But that's just me!  

Ann


----------



## ak rain (Nov 15, 2008)

kirwoodd said:


> Leslie, the only time that I use the slider is to wake the kindle up. I treat it like a book and just set it down and let it do its thing. I figure that (as you pointed out) it doesn't use the battery so just let it go to sleep and pop up one of its pics.
> 
> SO, can you edit your post to agree with me please?


my books and my kindle treated the same in this - make it hard to lose the page. I have kids and husband who well start browsing the book or kindle so I book mark and with the kindle put it in sleep mode. I do turn off about once a week Why - I don't know. I think someone on the boards suggested it...
Sylvia


----------



## Crodley (Feb 26, 2009)

ladyknight33 said:


> Hey hey my daughter is a flight attendant!!!!
> 
> Yes they can be a bit insistent at times. I am curious at to what it will be like for her once she flies with KiKi on Monday.


Hey Lady, I'm someone who only flies about once every 20 years, so I'm not complaining. I'm just curious if you could ask your daughter WHY electronics are supposed to be turned off? We know they're supposed to interfere _somehow_, but how? And have we ever heard of a flight crashing because of someone's cellphone being left on?

I guess the same can be said for hospitals, what are they accused of in that situation? I'm assuming technology has improved enough where those things really don't matter anymore but perception will last way beyond the need to turn them off.

Anyway, just curious.


----------



## Britt (Feb 8, 2009)

As someone who flies somewhat often (5+ times a year), I'm curious about this also.

Many cell phones have a "flight mode," which disables the wireless but doesn't turn off the device. I usually leave my cell phone on flight mode on planes instead of turning it off (mostly because my phone is stubborn and I have to physically take out the battery and put it back in for the phone to turn back on), so I would imagine disabling the Whispernet on the Kindle would be the same.

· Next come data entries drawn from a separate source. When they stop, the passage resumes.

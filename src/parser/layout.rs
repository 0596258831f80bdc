//! Content-stream layout extraction.
//!
//! Walks a page's content stream, tracking the text matrix and current font,
//! and turns text-showing operators into positioned runs. Runs are then
//! grouped into lines by baseline.

use std::collections::BTreeMap;

use lopdf::{Document as LopdfDocument, Object};
use unicode_normalization::UnicodeNormalization;

use crate::error::{Error, Result};
use crate::model::{Line, Span};

use super::backend::decode_text_simple;

/// TJ adjustment (thousandths of text space) treated as a word gap.
const TJ_SPACE_THRESHOLD: f32 = 200.0;

/// Fraction of the font size within which two baselines share a line.
const LINE_TOLERANCE_RATIO: f32 = 0.3;

/// A text run with its PDF-space position.
#[derive(Debug, Clone)]
pub struct PositionedRun {
    /// The text content
    pub text: String,
    /// X position (left edge)
    pub x: f32,
    /// Y position (baseline, bottom-up)
    pub y: f32,
    /// Effective font size in points
    pub font_size: f32,
}

/// Extracts positioned runs and lines from lopdf pages.
pub struct LayoutExtractor<'a> {
    doc: &'a LopdfDocument,
    normalize_unicode: bool,
}

impl<'a> LayoutExtractor<'a> {
    /// Create a new extractor.
    pub fn new(doc: &'a LopdfDocument) -> Self {
        Self {
            doc,
            normalize_unicode: true,
        }
    }

    /// Enable or disable NFC normalization of run text.
    pub fn with_unicode_normalization(mut self, normalize: bool) -> Self {
        self.normalize_unicode = normalize;
        self
    }

    /// Extract the lines of a page, top to bottom.
    ///
    /// `page_height` converts PDF baselines into top-down positions.
    pub fn extract_page_lines(
        &self,
        page_id: lopdf::ObjectId,
        page_height: f32,
    ) -> Result<Vec<Line>> {
        let runs = self.extract_page_runs(page_id)?;
        Ok(group_runs_into_lines(runs, page_height))
    }

    /// Extract positioned runs from a page's content stream.
    pub fn extract_page_runs(&self, page_id: lopdf::ObjectId) -> Result<Vec<PositionedRun>> {
        let fonts = self
            .doc
            .get_page_fonts(page_id)
            .map_err(|e| Error::PdfParse(e.to_string()))?;
        let content = self
            .doc
            .get_page_content(page_id)
            .map_err(|e| Error::PdfParse(e.to_string()))?;
        self.parse_content_stream(&content, &fonts)
    }

    fn parse_content_stream(
        &self,
        content: &[u8],
        fonts: &BTreeMap<Vec<u8>, &lopdf::Dictionary>,
    ) -> Result<Vec<PositionedRun>> {
        let content =
            lopdf::content::Content::decode(content).map_err(|e| Error::PdfParse(e.to_string()))?;

        let mut runs = Vec::new();
        let mut font_name: Vec<u8> = Vec::new();
        let mut font_size: f32 = 12.0;
        let mut leading: f32 = 0.0;
        let mut matrix = TextMatrix::default();
        let mut in_text_block = false;

        for op in content.operations {
            match op.operator.as_str() {
                "BT" => {
                    in_text_block = true;
                    matrix = TextMatrix::default();
                }
                "ET" => in_text_block = false,
                "Tf" => {
                    if op.operands.len() >= 2 {
                        if let Object::Name(name) = &op.operands[0] {
                            font_name = name.clone();
                        }
                        font_size = get_number(&op.operands[1]).unwrap_or(12.0);
                    }
                }
                "TL" => {
                    if let Some(value) = op.operands.first().and_then(get_number) {
                        leading = value;
                    }
                }
                "Td" | "TD" => {
                    if op.operands.len() >= 2 {
                        let tx = get_number(&op.operands[0]).unwrap_or(0.0);
                        let ty = get_number(&op.operands[1]).unwrap_or(0.0);
                        if op.operator == "TD" {
                            leading = -ty;
                        }
                        matrix.translate(tx, ty);
                    }
                }
                "Tm" => {
                    if op.operands.len() >= 6 {
                        matrix.set(
                            get_number(&op.operands[0]).unwrap_or(1.0),
                            get_number(&op.operands[1]).unwrap_or(0.0),
                            get_number(&op.operands[2]).unwrap_or(0.0),
                            get_number(&op.operands[3]).unwrap_or(1.0),
                            get_number(&op.operands[4]).unwrap_or(0.0),
                            get_number(&op.operands[5]).unwrap_or(0.0),
                        );
                    }
                }
                "T*" => matrix.next_line(leading),
                "Tj" | "TJ" | "'" | "\"" => {
                    if op.operator == "'" || op.operator == "\"" {
                        matrix.next_line(leading);
                    }
                    if !in_text_block {
                        continue;
                    }

                    let text = match op.operator.as_str() {
                        "TJ" => match op.operands.first() {
                            Some(Object::Array(items)) => self.decode_tj_array(items, &font_name, fonts),
                            _ => String::new(),
                        },
                        "\"" => self.decode_operand(op.operands.get(2), &font_name, fonts),
                        _ => self.decode_operand(op.operands.first(), &font_name, fonts),
                    };

                    if !text.trim().is_empty() {
                        let (x, y) = matrix.position();
                        runs.push(PositionedRun {
                            text: self.normalize(text),
                            x,
                            y,
                            font_size: font_size * matrix.scale(),
                        });
                    }
                }
                _ => {}
            }
        }

        Ok(runs)
    }

    fn decode_operand(
        &self,
        operand: Option<&Object>,
        font_name: &[u8],
        fonts: &BTreeMap<Vec<u8>, &lopdf::Dictionary>,
    ) -> String {
        match operand {
            Some(Object::String(bytes, _)) => self.decode_bytes(bytes, font_name, fonts),
            _ => String::new(),
        }
    }

    /// Decode a TJ array, inserting a space where the kerning adjustment is
    /// wide enough to be a word gap.
    fn decode_tj_array(
        &self,
        items: &[Object],
        font_name: &[u8],
        fonts: &BTreeMap<Vec<u8>, &lopdf::Dictionary>,
    ) -> String {
        let mut combined = String::new();
        for item in items {
            match item {
                Object::String(bytes, _) => {
                    combined.push_str(&self.decode_bytes(bytes, font_name, fonts));
                }
                Object::Integer(_) | Object::Real(_) => {
                    let adjustment = -get_number(item).unwrap_or(0.0);
                    let ends_with_space =
                        combined.ends_with(' ') || combined.ends_with('\u{00A0}');
                    if adjustment > TJ_SPACE_THRESHOLD && !combined.is_empty() && !ends_with_space
                    {
                        if let Some(c) = combined.chars().last() {
                            if !is_spaceless_script_char(c) {
                                combined.push(' ');
                            }
                        }
                    }
                }
                _ => {}
            }
        }
        combined
    }

    fn decode_bytes(
        &self,
        bytes: &[u8],
        font_name: &[u8],
        fonts: &BTreeMap<Vec<u8>, &lopdf::Dictionary>,
    ) -> String {
        let encoding = fonts
            .get(font_name)
            .and_then(|f| f.get_font_encoding(self.doc).ok());

        match encoding {
            Some(ref enc) => LopdfDocument::decode_text(enc, bytes)
                .unwrap_or_else(|_| decode_text_simple(bytes)),
            None => decode_text_simple(bytes),
        }
    }

    fn normalize(&self, text: String) -> String {
        if self.normalize_unicode {
            text.nfc().collect()
        } else {
            text
        }
    }
}

/// Group runs into lines by baseline and convert them to top-down spans.
///
/// Runs are sorted top to bottom, then left to right; a run joins the
/// current line when its baseline is within 30% of its font size.
pub fn group_runs_into_lines(mut runs: Vec<PositionedRun>, page_height: f32) -> Vec<Line> {
    runs.sort_by(|a, b| {
        b.y.partial_cmp(&a.y)
            .unwrap_or(std::cmp::Ordering::Equal)
            .then(a.x.partial_cmp(&b.x).unwrap_or(std::cmp::Ordering::Equal))
    });

    let mut lines: Vec<Vec<PositionedRun>> = Vec::new();
    let mut current_y: Option<f32> = None;

    for run in runs {
        let tolerance = run.font_size * LINE_TOLERANCE_RATIO;
        let same_line = current_y.is_some_and(|y| (run.y - y).abs() <= tolerance);
        if same_line {
            if let Some(line) = lines.last_mut() {
                line.push(run);
                continue;
            }
        }
        current_y = Some(run.y);
        lines.push(vec![run]);
    }

    lines
        .into_iter()
        .map(|mut line_runs| {
            line_runs.sort_by(|a, b| a.x.partial_cmp(&b.x).unwrap_or(std::cmp::Ordering::Equal));
            let spans = line_runs
                .into_iter()
                .map(|r| Span::from_font_size(r.text, r.font_size, to_top_down(r.y, page_height)))
                .collect();
            Line::new(spans)
        })
        .collect()
}

/// Convert a bottom-up baseline into a top-down position at 0.1 precision.
fn to_top_down(y: f32, page_height: f32) -> f32 {
    ((page_height - y) * 10.0).round() / 10.0
}

/// Text matrix for tracking position in a content stream.
#[derive(Debug, Clone)]
struct TextMatrix {
    a: f32,
    b: f32,
    c: f32,
    d: f32,
    e: f32,
    f: f32,
}

impl Default for TextMatrix {
    fn default() -> Self {
        Self {
            a: 1.0,
            b: 0.0,
            c: 0.0,
            d: 1.0,
            e: 0.0,
            f: 0.0,
        }
    }
}

impl TextMatrix {
    fn set(&mut self, a: f32, b: f32, c: f32, d: f32, e: f32, f: f32) {
        self.a = a;
        self.b = b;
        self.c = c;
        self.d = d;
        self.e = e;
        self.f = f;
    }

    fn translate(&mut self, tx: f32, ty: f32) {
        self.e += tx * self.a + ty * self.c;
        self.f += tx * self.b + ty * self.d;
    }

    fn next_line(&mut self, leading: f32) {
        // No TL seen yet: assume 12pt leading.
        let leading = if leading == 0.0 { 12.0 } else { leading };
        self.translate(0.0, -leading);
    }

    fn position(&self) -> (f32, f32) {
        (self.e, self.f)
    }

    fn scale(&self) -> f32 {
        (self.a * self.a + self.c * self.c).sqrt()
    }
}

fn get_number(obj: &Object) -> Option<f32> {
    match obj {
        Object::Integer(i) => Some(*i as f32),
        Object::Real(r) => Some(*r),
        _ => None,
    }
}

/// Check if a character belongs to a script written without word spaces
/// (Chinese, Japanese). Korean uses spaces and is not included.
fn is_spaceless_script_char(c: char) -> bool {
    let code = c as u32;
    (0x4E00..=0x9FFF).contains(&code)
        || (0x3400..=0x4DBF).contains(&code)
        || (0x20000..=0x2EBEF).contains(&code)
        || (0x3040..=0x30FF).contains(&code)
        || (0x3000..=0x303F).contains(&code)
}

As for why devices should be turned off during takeoff and landing, I found this when I Googled it: http://www.wisegeek.com/why-do-all-electronics-have-to-be-turned-off-for-takeoff-and-landing.htm


----------



## Crodley (Feb 26, 2009)

Britt said:


> As for why devices should be turned off during takeoff and landing, I found this when I Googled it: http://www.wisegeek.com/why-do-all-electronics-have-to-be-turned-off-for-takeoff-and-landing.htm


I guess my point is made, from that article: "_A *2000* Congressional hearing failed to make a definitive decision on whether electronic devices do, in fact, interfere with an aircraft during takeoff and landing. Since this was the case, the decision was to have all such devices turned off, since that would harm no one, was a free solution, and was known to be a viable alternative._"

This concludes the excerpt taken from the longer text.